Giuseppe Verdi (1813-1901)
Aïda, opéra en quatre actes
Nina Stemme (Aida)
Luciana d'Intino (Amneris)
Salvatore Licitra (Radames)
Juan Pons (Amonasro)
Matti Salminen (Ramfis)
Günther Groissböck (Il Re)
Miroslav Christoff (Un messagero)
Christiane Kohl (Una Sacerdossa)
Orchestre de l'Opéra de Zurich
direction : Adam Fischer
mise en scène : Nicolas Joel
décors : Ezio Frigerio
costumes : Franca Squarciapino
éclairages : Hans-Rudolf Kunz
chorégraphie : Stefano Giannetti
2 DVD BelAir BAC 022
Pas facile de représenter Aïda en d'autres temps et d'autres lieux que ceux de la toute puissance des Pharaons ! Et pourtant, Nicolas Joel parvient à nous donner des images complètement nouvelles, sans jouer les iconoclastes ni les provocateurs superficiels comme c'est souvent le cas aujourd'hui avec ce type d'ouvrage.
Estimant assez simplistes les conflits du livret et par trop galvaudées les images d'une Égypte historique, il a choisi de représenter ce qui se cache derrière tout cela, à savoir « le pendant emblématique et le croisement des obsessions d'une époque ». Il a donc replacé l'action dans les décors du temps où l'oeuvre fut créée, autrement dit « au moment où les impérialismes des grandes puissances s'emparaient du Moyen Orient par la diplomatie de la force ».
Cadre colonial fin de siècle donc, avec robes à tournures et palais aux jardins peuplés de palmiers.

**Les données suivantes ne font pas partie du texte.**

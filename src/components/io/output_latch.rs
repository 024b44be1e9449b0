use std::collections::BTreeMap;

use crate::component::{
    Activation, ComponentDescriptor, ComponentKind, ComponentLogic, Inputs, StateBlob, StepResult,
};
use crate::error::{ComponentFault, LibraryError};
use crate::pin::{PinSpec, PinValue, SignalClass};
use crate::types::{width_mask, Tick};

const VALUE: usize = 0;
const WRITES: usize = 8;

/// Output port: captures `DATA` on each rising edge of `STB` and holds it on `Q`.
#[derive(Debug, Clone, PartialEq, Eq)]
pub struct OutputLatch {
    width: u8,
}

impl OutputLatch {
    pub fn new(width: u8) -> Self {
        OutputLatch { width }
    }

    pub fn from_descriptor(descriptor: &ComponentDescriptor) -> Result<Self, LibraryError> {
        Ok(OutputLatch::new(descriptor.width_or("width", 8)?))
    }

    pub fn value(state: &StateBlob) -> u64 {
        state.word(VALUE, 8)
    }

    pub fn writes(state: &StateBlob) -> u64 {
        state.word(WRITES, 8)
    }
}

impl ComponentLogic for OutputLatch {
    fn kind(&self) -> ComponentKind {
        ComponentKind::Io
    }

    fn pins(&self) -> Vec<PinSpec> {
        vec![
            PinSpec::input("STB", 1, SignalClass::Control),
            PinSpec::input("DATA", self.width, SignalClass::Data),
            PinSpec::output("Q", self.width, SignalClass::Data),
        ]
    }

    fn activation(&self) -> Activation {
        Activation::rising("STB")
    }

    fn power_on_state(&self) -> StateBlob {
        StateBlob::zeroed(16)
    }

    fn power_on_outputs(&self, state: &StateBlob) -> BTreeMap<String, PinValue> {
        BTreeMap::from([("Q".to_string(), PinValue::Driven(Self::value(state)))])
    }

    fn step(&self, _tick: Tick, inputs: &Inputs, state: &StateBlob) -> Result<StepResult, ComponentFault> {
        let value = inputs.bits("DATA").unwrap_or(0) & width_mask(self.width);
        let mut next = state.clone();
        next.set_word(VALUE, 8, value);
        next.set_word(WRITES, 8, Self::writes(state).wrapping_add(1));
        Ok(StepResult::hold()
            .drive("Q", PinValue::Driven(value))
            .with_state(next))
    }

    fn describe(&self, state: &StateBlob) -> String {
        format!("Q={:02X} writes={}", Self::value(state), Self::writes(state))
    }
}
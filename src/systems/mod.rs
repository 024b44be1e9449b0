//! Ready-made boards.

pub mod demo_board;

pub use demo_board::{build as build_demo_board, countdown_program, DemoBoard};
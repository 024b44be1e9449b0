use crate::component::{
    Activation, ComponentDescriptor, ComponentKind, ComponentLogic, Inputs, StateBlob, StepResult,
};
use crate::error::{ComponentFault, LibraryError};
use crate::pin::{PinSpec, PinValue, SignalClass};
use crate::types::Tick;

const LEVEL: usize = 0;
const CYCLES: usize = 1;

/// Free-running square wave on `CLK`.
///
/// The level at tick `t` is high when `(t + phase) % period >= period - high`,
/// so a period-2 clock starting at phase 0 reads 0, 1, 0, 1, ...
/// Pulling `ENABLE` low holds the output low; a floating `ENABLE` counts as enabled.
#[derive(Debug, Clone, PartialEq, Eq)]
pub struct GenericClock {
    period: u64,
    high: u64,
    phase: u64,
}

impl GenericClock {
    pub fn new(period: u64) -> Result<Self, LibraryError> {
        Self::with_duty(period, period / 2, 0)
    }

    pub fn with_duty(period: u64, high: u64, phase: u64) -> Result<Self, LibraryError> {
        if period < 2 {
            return Err(LibraryError::invalid("clock", "period must be at least 2 ticks"));
        }
        if high == 0 || high >= period {
            return Err(LibraryError::invalid("clock", "high time must be within the period"));
        }
        Ok(GenericClock {
            period,
            high,
            phase: phase % period,
        })
    }

    pub fn from_descriptor(descriptor: &ComponentDescriptor) -> Result<Self, LibraryError> {
        let period = descriptor.u64_or("period", 2)?;
        let high = descriptor.u64_or("high", period / 2)?;
        let phase = descriptor.u64_or("phase", 0)?;
        Self::with_duty(period, high, phase)
            .map_err(|_| LibraryError::invalid(&descriptor.name, "period must be >= 2 with 0 < high < period"))
    }

    pub fn period(&self) -> u64 {
        self.period
    }

    /// Level the clock drives at a tick.
    pub fn level_at(&self, tick: Tick) -> bool {
        (tick + self.phase) % self.period >= self.period - self.high
    }
}

impl ComponentLogic for GenericClock {
    fn kind(&self) -> ComponentKind {
        ComponentKind::Clock
    }

    fn pins(&self) -> Vec<PinSpec> {
        vec![
            PinSpec::output("CLK", 1, SignalClass::Clock),
            PinSpec::input("ENABLE", 1, SignalClass::Control),
        ]
    }

    fn activation(&self) -> Activation {
        Activation::Source
    }

    fn power_on_state(&self) -> StateBlob {
        StateBlob::zeroed(9)
    }

    fn step(&self, tick: Tick, inputs: &Inputs, state: &StateBlob) -> Result<StepResult, ComponentFault> {
        let enabled = inputs.get("ENABLE").to_bool().unwrap_or(true);
        let level = enabled && self.level_at(tick);

        let mut next = state.clone();
        if level && !state.flag(LEVEL) {
            next.set_word(CYCLES, 8, state.word(CYCLES, 8).wrapping_add(1));
        }
        next.set_flag(LEVEL, level);

        Ok(StepResult::hold()
            .drive("CLK", PinValue::from_bool(level))
            .with_state(next))
    }

    fn describe(&self, state: &StateBlob) -> String {
        format!(
            "CLK={} cycles={}",
            state.byte(LEVEL),
            state.word(CYCLES, 8)
        )
    }
}

#[cfg(test)]
mod tests {
    use super::*;

    #[test]
    fn test_clock_creation() {
        let clock = GenericClock::new(4).unwrap();
        assert_eq!(clock.period(), 4);
        assert!(GenericClock::new(1).is_err());
        assert!(GenericClock::with_duty(4, 4, 0).is_err());
    }

    #[test]
    fn test_period_two_sequence() {
        let clock = GenericClock::new(2).unwrap();
        let levels: Vec<u8> = (0..10).map(|t| clock.level_at(t) as u8).collect();
        assert_eq!(levels, vec![0, 1, 0, 1, 0, 1, 0, 1, 0, 1]);
    }

    #[test]
    fn test_duty_and_phase() {
        let clock = GenericClock::with_duty(4, 1, 1).unwrap();
        let levels: Vec<u8> = (0..8).map(|t| clock.level_at(t) as u8).collect();
        assert_eq!(levels, vec![0, 0, 1, 0, 0, 0, 1, 0]);
    }

    #[test]
    fn test_enable_pin_holds_low() {
        let clock = GenericClock::new(2).unwrap();
        let state = clock.power_on_state();
        let inputs = Inputs::default().with("ENABLE", PinValue::LOW);
        let result = clock.step(1, &inputs, &state).unwrap();
        assert_eq!(result.outputs["CLK"], PinValue::LOW);
    }

    #[test]
    fn test_counts_cycles() {
        let clock = GenericClock::new(2).unwrap();
        let mut state = clock.power_on_state();
        for tick in 0..6 {
            state = clock
                .step(tick, &Inputs::default(), &state)
                .unwrap()
                .next_state
                .unwrap();
        }
        assert_eq!(state.word(CYCLES, 8), 3);
    }

    #[test]
    fn test_descriptor_properties() {
        let desc = ComponentDescriptor::new("clk", "clock").with_property("period", 8);
        let clock = GenericClock::from_descriptor(&desc).unwrap();
        assert_eq!(clock.period(), 8);
        assert!(clock.level_at(4));
        assert!(!clock.level_at(3));
    }
}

Cela oblige naturellement à quelques contorsions cérébrales par rapport à la lettre du livret, mais on en a vu tellement d'autres que tout cela paraît plutôt bénin, d'autant que les images sont belles, grâce au talent toujours intact du tandem Squarciapino-Frigerio.
Côté voix, il faut bien reconnaître en revanche qu'on slalome entre les difficultés ou les approximations. Nina Stemme peut sans problème faire toutes les notes de son rôle-titre, même si le contre-ut de l'air du Nil est assez hasardeux, mais avec une voix qui n'a pas la couleur adéquate, qui manque totalement de personnalité et qui a toujours une fâcheuse tendance à trembloter, voir à carrément bouger, ce qui l'empêche de dérouler une ligne de chant crédible. Mais y a-t-il aujourd'hui une véritable Aïda ?
Sans grande inspiration mais avec la voix qui convient, Salvatore Licitra s'en tire mieux en Radamès car les moyens sont solides, tout comme Luciana d'Intino en Amnéris, à condition, bien sûr, d'oublier les Barbieri et autres véritables mezzos Verdi de jadis. Les rôles masculins graves sont tenus par des vétérans aux moyens par trop usés, ce qui étonne de la part d'un théâtre aux distributions généralement beaucoup plus homogènes. La direction d'Adam Fischer, sans grande personnalité elle non plus, ne parvient guère à donner à l'ensemble l'unité musicale qui lui fait défaut.
On rejoint ici encore le problème posé par la gloire naissante de Nina Stemme. La seule présence de cette cantatrice semble justifier brusquement n'importe quelle production, du moment qu'elle y figure. C'est le pire service qu'on puisse lui rendre. Reste que ce DVD vaut le coup d'œil pour cette approche scénique très particulière qui marque peut-être un tournant dans la relecture des grands opéras de Verdi.